The study found low leakage rates from the top and bottom plate-to-sheathing joint and the bottom plate-to-subfloor opening—areas graded as moderately effective candidates for sealing. The plate-to-sheathing joints, both top and bottom, leaked an average range of 0.07 to 0.6 CFM50 per foot, resulting in 0.04 to 0.4 ACH50 for the whole house.
“What you notice from our results is that joints in the wall are not on the top of the list,” Wolf says. “That, for most people including myself when I first saw it, is counterintuitive. You would think since there are lots of joints in the wall, it must leak a lot.”

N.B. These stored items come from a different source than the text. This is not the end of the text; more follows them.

#![allow(dead_code)]

use std::sync::Arc;

use anyhow::Result;
use axum_test::TestServer;
use chrono::{DateTime, Duration, TimeZone, Utc};
use gusen_config::{
    AuthConfig, Config, ConfigMetadata, CorsConfig, DatabaseConfig,
    ServerConfig,
};
use gusen_core::{
    Identity,
    auth::{CredentialScheme, LegacySha1Hasher, SigningKey, TokenService},
    database::{
        InMemoryCityStore, InMemoryClientStore, InMemoryLogStore, InMemoryUserStore,
    },
};
use gusen_model::{City, ClientDetail, LoginId, LoginLogEntry, UserStatus};
use gusen_server::{AppState, build_app};

pub const ADMIN_ROLE: &str = "ADMIN";

pub fn bearer(token: &str) -> String {
    format!("Bearer {}", token)
}

pub fn base_time() -> DateTime<Utc> {
    Utc.with_ymd_and_hms(2024, 3, 1, 9, 0, 0)
        .single()
        .unwrap_or_default()
}

pub fn test_config() -> Config {
    Config {
        server: ServerConfig {
            host: "127.0.0.1".into(),
            port: 0,
        },
        database: DatabaseConfig {
            url: None,
            max_connections: 1,
        },
        auth: AuthConfig {
            signing_key: None,
            admin_role: ADMIN_ROLE.into(),
            credential_scheme: CredentialScheme::Sha1,
        },
        cors: CorsConfig {
            allowed_origins: vec!["http://localhost:5173".into()],
            allowed_methods: vec!["GET".into(), "POST".into(), "PUT".into()],
            allowed_headers: vec!["Authorization".into(), "Content-Type".into()],
        },
        metadata: ConfigMetadata::default(),
    }
}

pub fn identity(raw_id: &str, password: &str, role: &str, minutes: i64) -> Identity {
    Identity {
        login_id: LoginId::parse(raw_id).expect("valid login id"),
        full_name: format!("{raw_id} Operator"),
        role: role.to_string(),
        credential_digest: LegacySha1Hasher::hex_digest(password),
        pin_digest: LegacySha1Hasher::hex_digest("654321"),
        status: UserStatus::Active,
        email: Some(format!("{}@backoffice.test", raw_id.to_lowercase())),
        phone: None,
        city: Some(1),
        last_login: None,
        created_at: base_time() + Duration::minutes(minutes),
        created_by: Some("SYSTEM".into()),
        updated_at: None,
        updated_by: None,
    }
}

pub fn log_entry(raw_id: &str, minutes: i64) -> LoginLogEntry {
    LoginLogEntry {
        login_id: raw_id.to_string(),
        status: "SUCCESS".into(),
        action_at: base_time() + Duration::minutes(minutes),
        channel_media: Some("WEB".into()),
        channel_device: Some("desktop".into()),
        ip_address: Some("192.0.2.10".into()),
    }
}

pub fn client_master() -> Vec<ClientDetail> {
    [("CL001", "Sinar Abadi"), ("CL002", "Dana Makmur"), ("CX900", "Nusantara Kapital")]
        .into_iter()
        .map(|(code, name)| ClientDetail {
            client_code: code.into(),
            client_name: name.into(),
        })
        .collect()
}

pub fn cities() -> Vec<City> {
    vec![
        City {
            city_code: 2,
            city_name: "Bandung".into(),
            province_code: Some("32".into()),
            province_name: Some("Jawa Barat".into()),
        },
        City {
            city_code: 1,
            city_name: "Jakarta".into(),
            province_code: Some("31".into()),
            province_name: Some("DKI Jakarta".into()),
        },
    ]
}

pub struct TestApp {
    pub server: TestServer,
    pub users: Arc<InMemoryUserStore>,
    pub logs: Arc<InMemoryLogStore>,
    pub clients: Arc<InMemoryClientStore>,
    /// Shares the server's key, for minting tokens the login flow never would.
    pub tokens: TokenService,
}

/// One administrator `ADMIN1` / `secret`, one operator `OPS01` / `ops-pass`.
pub fn default_users() -> Vec<Identity> {
    vec![
        identity("ADMIN1", "secret", ADMIN_ROLE, 0),
        identity("OPS01", "ops-pass", "OPERATOR", 1),
    ]
}

pub fn build_test_app(
    users: Vec<Identity>,
    entries: Vec<LoginLogEntry>,
) -> Result<TestApp> {
    let user_store = Arc::new(InMemoryUserStore::with_users(users));
    let log_store = Arc::new(InMemoryLogStore::with_entries(entries));
    let client_store = Arc::new(InMemoryClientStore::with_clients(client_master()));
    let key = SigningKey::generate()?;

    let state = AppState::new(
        test_config(),
        user_store.clone(),
        log_store.clone(),
        client_store.clone(),
        Arc::new(InMemoryCityStore::with_cities(cities())),
        Arc::new(LegacySha1Hasher),
        &key,
    );
    let server = TestServer::new(build_app(state))
        .map_err(|err| anyhow::anyhow!(err.to_string()))?;

    Ok(TestApp {
        server,
        users: user_store,
        logs: log_store,
        clients: client_store,
        tokens: TokenService::new(&key, ADMIN_ROLE),
    })
}

impl TestApp {
    pub async fn admin_token(&self) -> String {
        let response = self
            .server
            .post(gusen_model::routes::v1::auth::LOGIN)
            .json(&serde_json::json!({
                "login_id": "ADMIN1",
                "password": "secret",
            }))
            .await;
        response.assert_status_ok();
        let body: serde_json::Value = response.json();
        body["data"]["token"]
            .as_str()
            .expect("token in login response")
            .to_string()
    }
}
use std::fmt;

use chrono::{DateTime, Utc};
use serde::{Deserialize, Serialize};

#[derive(Clone, Serialize, Deserialize)]
pub struct LoginRequest {
    pub login_id: String,
    pub password: String,
}

impl fmt::Debug for LoginRequest {
    fn fmt(&self, f: &mut fmt::Formatter<'_>) -> fmt::Result {
        f.debug_struct("LoginRequest")
            .field("login_id", &self.login_id)
            .finish_non_exhaustive()
    }
}

/// Issued bearer session. `token_type` is always `"Bearer"`.
#[derive(Debug, Clone, Serialize, Deserialize)]
pub struct LoginResponse {
    pub token: String,
    pub token_type: String,
    pub expires_at: DateTime<Utc>,
}
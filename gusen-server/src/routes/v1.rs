use axum::{
    Router, middleware,
    routing::{get, post, put},
};
use gusen_model::routes::{utils::relative, v1};

use crate::{
    auth::require_admin_session,
    handlers::{auth, clients, logs, users},
    infra::app_state::AppState,
};

/// Create all v1 API routes
pub fn create_v1_router(state: AppState) -> Router<AppState> {
    Router::new()
        // Public authentication endpoint
        .route(relative(v1::auth::LOGIN), post(auth::login))
        .merge(create_admin_routes(state))
}

/// Routes that require an administrator session.
fn create_admin_routes(state: AppState) -> Router<AppState> {
    Router::new()
        .route(
            relative(v1::users::COLLECTION),
            get(users::list_users).post(users::create_user),
        )
        .route(
            relative(v1::users::ITEM),
            get(users::get_user).put(users::update_user),
        )
        .route(
            relative(v1::users::DEACTIVATE),
            put(users::deactivate_user),
        )
        .route(relative(v1::users::PASSWORD), put(users::reset_password))
        .route(relative(v1::users::PIN), put(users::reset_pin))
        .route(
            relative(v1::users::CLIENTS),
            get(clients::user_clients).put(clients::assign_client),
        )
        .route(relative(v1::clients::COLLECTION), get(clients::search_clients))
        .route(
            relative(v1::clients::AVAILABLE),
            get(clients::available_clients),
        )
        .route(relative(v1::cities::COLLECTION), get(clients::list_cities))
        .route(relative(v1::logs::COLLECTION), get(logs::list_logs))
        .route_layer(middleware::from_fn_with_state(
            state,
            require_admin_session,
        ))
}
use async_trait::async_trait;
use gusen_model::{
    City, ClientAssignment, ClientDetail, LoginId, LoginLogEntry, UpdateUserRequest,
    UserStatus, UserSummary,
};
use parking_lot::RwLock;

use crate::{
    error::{AdminError, Result},
    identity::{Identity, WriteStamp},
    pagination::{self, Listing, PageWindow, SortDirection, matches_keyword},
};

use super::ports::{CityStore, ClientStore, LogStore, UserStore};

/// Process-local account store. Insertion order is storage order.
#[derive(Debug, Default)]
pub struct InMemoryUserStore {
    users: RwLock<Vec<Identity>>,
}

impl InMemoryUserStore {
    pub fn new() -> Self {
        Self::default()
    }

    pub fn with_users(users: impl IntoIterator<Item = Identity>) -> Self {
        Self {
            users: RwLock::new(users.into_iter().collect()),
        }
    }

    pub fn insert(&self, identity: Identity) {
        self.users.write().push(identity);
    }

    pub fn len(&self) -> usize {
        self.users.read().len()
    }

    pub fn is_empty(&self) -> bool {
        self.users.read().is_empty()
    }

    fn modify(
        &self,
        login_id: &LoginId,
        stamp: &WriteStamp,
        apply: impl FnOnce(&mut Identity),
    ) -> Result<()> {
        let mut users = self.users.write();
        let identity = users
            .iter_mut()
            .find(|identity| &identity.login_id == login_id)
            .ok_or_else(|| AdminError::NotFound(format!("user {login_id}")))?;
        apply(identity);
        identity.updated_at = Some(stamp.at);
        identity.updated_by = Some(stamp.actor.to_string());
        Ok(())
    }
}

#[async_trait]
impl UserStore for InMemoryUserStore {
    async fn find_by_login_id(&self, login_id: &LoginId) -> Result<Option<Identity>> {
        Ok(self
            .users
            .read()
            .iter()
            .find(|identity| &identity.login_id == login_id)
            .cloned())
    }

    async fn list(&self, window: &PageWindow) -> Result<Listing<UserSummary>> {
        let users = self.users.read();
        let keyword = window.keyword();
        let listing = pagination::window(
            users.as_slice(),
            |identity| {
                matches_keyword(&identity.full_name, keyword)
                    || identity
                        .email
                        .as_deref()
                        .is_some_and(|email| matches_keyword(email, keyword))
            },
            |identity| identity.created_at,
            SortDirection::Ascending,
            window,
        );
        Ok(Listing {
            rows: listing.rows.iter().map(Identity::summary).collect(),
            total: listing.total,
        })
    }

    async fn create(&self, identity: &Identity) -> Result<()> {
        let mut users = self.users.write();
        if users.iter().any(|existing| existing.login_id == identity.login_id) {
            return Err(AdminError::Conflict(format!(
                "login id {} is already registered",
                identity.login_id
            )));
        }
        users.push(identity.clone());
        Ok(())
    }

    async fn update_profile(
        &self,
        login_id: &LoginId,
        changes: &UpdateUserRequest,
        stamp: &WriteStamp,
    ) -> Result<()> {
        self.modify(login_id, stamp, |identity| {
            if let Some(full_name) = &changes.full_name {
                identity.full_name = full_name.clone();
            }
            if let Some(email) = &changes.email {
                identity.email = Some(email.clone());
            }
            if let Some(phone) = &changes.phone {
                identity.phone = Some(phone.clone());
            }
            if let Some(city) = changes.city {
                identity.city = Some(city);
            }
        })
    }

    async fn update_status(
        &self,
        login_id: &LoginId,
        status: UserStatus,
        stamp: &WriteStamp,
    ) -> Result<()> {
        self.modify(login_id, stamp, |identity| identity.status = status)
    }

    async fn update_credential_digest(
        &self,
        login_id: &LoginId,
        digest: &str,
        stamp: &WriteStamp,
    ) -> Result<()> {
        self.modify(login_id, stamp, |identity| {
            identity.credential_digest = digest.to_string();
        })
    }

    async fn update_pin_digest(
        &self,
        login_id: &LoginId,
        digest: &str,
        stamp: &WriteStamp,
    ) -> Result<()> {
        self.modify(login_id, stamp, |identity| {
            identity.pin_digest = digest.to_string();
        })
    }
}

#[derive(Debug, Default)]
pub struct InMemoryLogStore {
    entries: RwLock<Vec<LoginLogEntry>>,
}

impl InMemoryLogStore {
    pub fn new() -> Self {
        Self::default()
    }

    pub fn with_entries(entries: impl IntoIterator<Item = LoginLogEntry>) -> Self {
        Self {
            entries: RwLock::new(entries.into_iter().collect()),
        }
    }

    pub fn push(&self, entry: LoginLogEntry) {
        self.entries.write().push(entry);
    }
}

#[async_trait]
impl LogStore for InMemoryLogStore {
    async fn list(&self, window: &PageWindow) -> Result<Listing<LoginLogEntry>> {
        let entries = self.entries.read();
        Ok(pagination::window(
            entries.as_slice(),
            |entry| matches_keyword(&entry.login_id, window.keyword()),
            |entry| entry.action_at,
            SortDirection::Descending,
            window,
        ))
    }
}

#[derive(Debug, Default)]
pub struct InMemoryClientStore {
    clients: RwLock<Vec<ClientDetail>>,
    assignments: RwLock<Vec<ClientAssignment>>,
}

impl InMemoryClientStore {
    pub fn new() -> Self {
        Self::default()
    }

    pub fn with_clients(clients: impl IntoIterator<Item = ClientDetail>) -> Self {
        Self {
            clients: RwLock::new(clients.into_iter().collect()),
            assignments: RwLock::default(),
        }
    }

    /// Seed an association without the master-list or ownership checks.
    pub fn link(&self, assignment: ClientAssignment) {
        self.assignments.write().push(assignment);
    }
}

#[async_trait]
impl ClientStore for InMemoryClientStore {
    async fn find_client(&self, client_code: &str) -> Result<Option<ClientDetail>> {
        Ok(self
            .clients
            .read()
            .iter()
            .find(|client| client.client_code == client_code)
            .cloned())
    }

    async fn assignments_for(&self, login_id: &LoginId) -> Result<Vec<ClientAssignment>> {
        Ok(self
            .assignments
            .read()
            .iter()
            .filter(|assignment| &assignment.login_id == login_id)
            .cloned()
            .collect())
    }

    async fn unassigned(&self, code_fragment: &str) -> Result<Vec<ClientDetail>> {
        let assignments = self.assignments.read();
        let mut clients: Vec<ClientDetail> = self
            .clients
            .read()
            .iter()
            .filter(|client| {
                !assignments
                    .iter()
                    .any(|assignment| assignment.client_code == client.client_code)
            })
            .filter(|client| matches_keyword(&client.client_code, code_fragment))
            .cloned()
            .collect();
        clients.sort_by(|a, b| a.client_code.cmp(&b.client_code));
        Ok(clients)
    }

    async fn assign(
        &self,
        login_id: &LoginId,
        client_code: &str,
        stamp: &WriteStamp,
    ) -> Result<ClientAssignment> {
        let mut assignments = self.assignments.write();
        if let Some(holder) = assignments.iter().find(|assignment| {
            assignment.client_code == client_code && &assignment.login_id != login_id
        }) {
            return Err(AdminError::Conflict(format!(
                "client {client_code} is already assigned to {}",
                holder.login_id
            )));
        }

        assignments.retain(|assignment| &assignment.login_id != login_id);
        let assignment = ClientAssignment {
            login_id: login_id.clone(),
            client_code: client_code.to_string(),
            created_at: stamp.at,
            created_by: Some(stamp.actor.to_string()),
        };
        assignments.push(assignment.clone());
        Ok(assignment)
    }
}

#[derive(Debug, Default)]
pub struct InMemoryCityStore {
    cities: RwLock<Vec<City>>,
}

impl InMemoryCityStore {
    pub fn new() -> Self {
        Self::default()
    }

    pub fn with_cities(cities: impl IntoIterator<Item = City>) -> Self {
        Self {
            cities: RwLock::new(cities.into_iter().collect()),
        }
    }
}

#[async_trait]
impl CityStore for InMemoryCityStore {
    async fn list(&self) -> Result<Vec<City>> {
        let mut cities = self.cities.read().clone();
        cities.sort_by_key(|city| city.city_code);
        Ok(cities)
    }
}
use axum::{
    Json,
    http::StatusCode,
    response::{IntoResponse, Response},
};
use gusen_core::AdminError;
use serde_json::json;
use std::fmt;
use tracing::error;

pub type AppResult<T> = Result<T, AppError>;

#[derive(Debug)]
pub struct AppError {
    pub status: StatusCode,
    pub message: String,
}

impl AppError {
    pub fn new(status: StatusCode, message: impl Into<String>) -> Self {
        Self {
            status,
            message: message.into(),
        }
    }

    pub fn internal(message: impl Into<String>) -> Self {
        Self::new(StatusCode::INTERNAL_SERVER_ERROR, message)
    }

    pub fn bad_request(message: impl Into<String>) -> Self {
        Self::new(StatusCode::BAD_REQUEST, message)
    }

    pub fn unauthorized(message: impl Into<String>) -> Self {
        Self::new(StatusCode::UNAUTHORIZED, message)
    }

    pub fn forbidden(message: impl Into<String>) -> Self {
        Self::new(StatusCode::FORBIDDEN, message)
    }

    pub fn not_found(message: impl Into<String>) -> Self {
        Self::new(StatusCode::NOT_FOUND, message)
    }

    pub fn conflict(message: impl Into<String>) -> Self {
        Self::new(StatusCode::CONFLICT, message)
    }

    pub fn service_unavailable(message: impl Into<String>) -> Self {
        Self::new(StatusCode::SERVICE_UNAVAILABLE, message)
    }
}

impl fmt::Display for AppError {
    fn fmt(&self, f: &mut fmt::Formatter<'_>) -> fmt::Result {
        write!(f, "{}", self.message)
    }
}

impl std::error::Error for AppError {}

impl IntoResponse for AppError {
    fn into_response(self) -> Response {
        let body = Json(json!({
            "error": {
                "message": self.message,
                "status": self.status.as_u16(),
            }
        }));

        (self.status, body).into_response()
    }
}

impl From<AdminError> for AppError {
    fn from(err: AdminError) -> Self {
        match err {
            AdminError::NotFound(_) => Self::not_found(err.to_string()),
            AdminError::AuthenticationFailed(_) => {
                Self::unauthorized(err.to_string())
            }
            AdminError::AuthorizationFailed(_) => Self::forbidden(err.to_string()),
            AdminError::Unauthenticated(_) => Self::unauthorized(err.to_string()),
            AdminError::ValidationFailed(_) => Self::bad_request(err.to_string()),
            AdminError::Conflict(_) => Self::conflict(err.to_string()),
            AdminError::StoreUnavailable(ref detail) => {
                error!(detail = %detail, "store call failed");
                Self::service_unavailable("service temporarily unavailable")
            }
            AdminError::Internal(ref detail) => {
                error!(detail = %detail, "internal failure");
                Self::internal("internal server error")
            }
        }
    }
}
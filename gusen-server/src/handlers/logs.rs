use axum::{
    Json,
    extract::{Query, State},
};
use gusen_model::{ApiResponse, LoginLogEntry, Page, PageQuery};

use crate::infra::{app_state::AppState, errors::AppResult};

pub async fn list_logs(
    State(state): State<AppState>,
    Query(query): Query<PageQuery>,
) -> AppResult<Json<ApiResponse<Page<LoginLogEntry>>>> {
    let page = state.activity.list_logs(&query.normalize()).await?;
    Ok(Json(ApiResponse::success(page)))
}
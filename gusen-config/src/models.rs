use std::{fmt, path::PathBuf};

use gusen_core::auth::CredentialScheme;

/// Fully resolved runtime configuration.
#[derive(Debug, Clone)]
pub struct Config {
    pub server: ServerConfig,
    pub database: DatabaseConfig,
    pub auth: AuthConfig,
    pub cors: CorsConfig,
    pub metadata: ConfigMetadata,
}

#[derive(Debug, Clone, PartialEq, Eq)]
pub struct ServerConfig {
    pub host: String,
    pub port: u16,
}

impl ServerConfig {
    pub fn bind_address(&self) -> String {
        format!("{}:{}", self.host, self.port)
    }
}

#[derive(Clone, PartialEq, Eq)]
pub struct DatabaseConfig {
    /// Connection URL, credentials included when resolved from parts.
    pub url: Option<String>,
    pub max_connections: u32,
}

impl fmt::Debug for DatabaseConfig {
    fn fmt(&self, f: &mut fmt::Formatter<'_>) -> fmt::Result {
        f.debug_struct("DatabaseConfig")
            .field("url", &self.url.as_ref().map(|_| "<configured>"))
            .field("max_connections", &self.max_connections)
            .finish()
    }
}

#[derive(Clone, PartialEq, Eq)]
pub struct AuthConfig {
    /// HS256 secret. `None` means one is generated at startup.
    pub signing_key: Option<String>,
    /// The only role claim the session guard accepts.
    pub admin_role: String,
    pub credential_scheme: CredentialScheme,
}

impl fmt::Debug for AuthConfig {
    fn fmt(&self, f: &mut fmt::Formatter<'_>) -> fmt::Result {
        f.debug_struct("AuthConfig")
            .field("signing_key", &self.signing_key.as_ref().map(|_| "<redacted>"))
            .field("admin_role", &self.admin_role)
            .field("credential_scheme", &self.credential_scheme)
            .finish()
    }
}

#[derive(Debug, Clone, PartialEq, Eq)]
pub struct CorsConfig {
    pub allowed_origins: Vec<String>,
    pub allowed_methods: Vec<String>,
    pub allowed_headers: Vec<String>,
}

impl CorsConfig {
    pub fn is_wildcard_included(&self) -> bool {
        self.allowed_origins.iter().any(|origin| origin.trim() == "*")
    }
}

/// Where the configuration came from.
#[derive(Debug, Clone, Default)]
pub struct ConfigMetadata {
    pub config_path: Option<PathBuf>,
    pub env_file_loaded: bool,
}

What happens is once air passes the exterior skin associated with this joint, it must pass the interior skin by moving through electrical outlets and switches, plumbing fixtures, and the bottom of the wall, windows, and doors. But drywall plays an unintended role in air sealing, as there are more joints and openings that allow air into the wall cavity than there are openings in the drywall to let it out. Also helping is that a painter or a finish carpenter inadvertently seals drywall penetrations with baseboard or caulking for aesthetic reasons. Yet such caulking typically has low flexibility and will eventually crack and compromise air tightness.
“We knew wall joints leaked less, but now we know why,” Wolf says.
Building code officials and builders require the bottom plate-to-subfloor joint to be sealed. But the Owens Corning research shows it leaks a tiny 0.1 CFM50 on average and up to 0.1 ACH50 for the whole house. “It is possible that this joint can be quite large/leaky in some localized cases where the wall is constructed on the floor, tilted up into place, and potentially have some construction debris lodge between the bottom plate and the subfloor. While this is an uncommon occurrence, the joint obviously should be sealed in this case,” says the company’s white paper.
Recessed lights can leak an appreciable amount of air between the light housing and mounting flange (red arrow 2), and between the mounting flange and dry wall (red arrow 3). Leakage through the light housing is fairly tight as required by many building codes (red arrow 1).
Corners, window and door framing-to-sheathing, vertical sheathing joints, and joints between exterior top plates were the openings rated as the least effective candidates for sealing. Leakage rates were small because these opening have a small amount of overall joint length, a small amount of leakage and/or the leakage was blocked somewhat by drywall. While sealing a corner will not have much impact on a blower door test, doing so can affect thermal comfort, particularly if homeowners will have a chair or a sofa in that spot where they will spend a lot of time reading or watching television. Each corner has three separate leakage joints so addressing this area calls for three feet of sealant for every one foot of corner, Wolf says.
Another opening assigned to the least effective group is the bottom plate-to-slab joint. The study didn’t actually measure leakage rates for this joint as the ranking is based partly on the low leakage rates for the bottom plate-to-subfloor opening; and also because the bottom plate-to-slab connection usually has two advantages related to air tightness. First, the slab typically is smooth due to the need for uniformity for finished floors. Second, the framer often seals this joint already with a sill gasket sandwiched between the bottom plate and the slab.
“We still recommend that all joints be sealed; however, we recognized that there was a practical limitation that builders, in their heart of hearts, might want to seal all openings but just don’t have the budget to be able to do that,” Wolf says.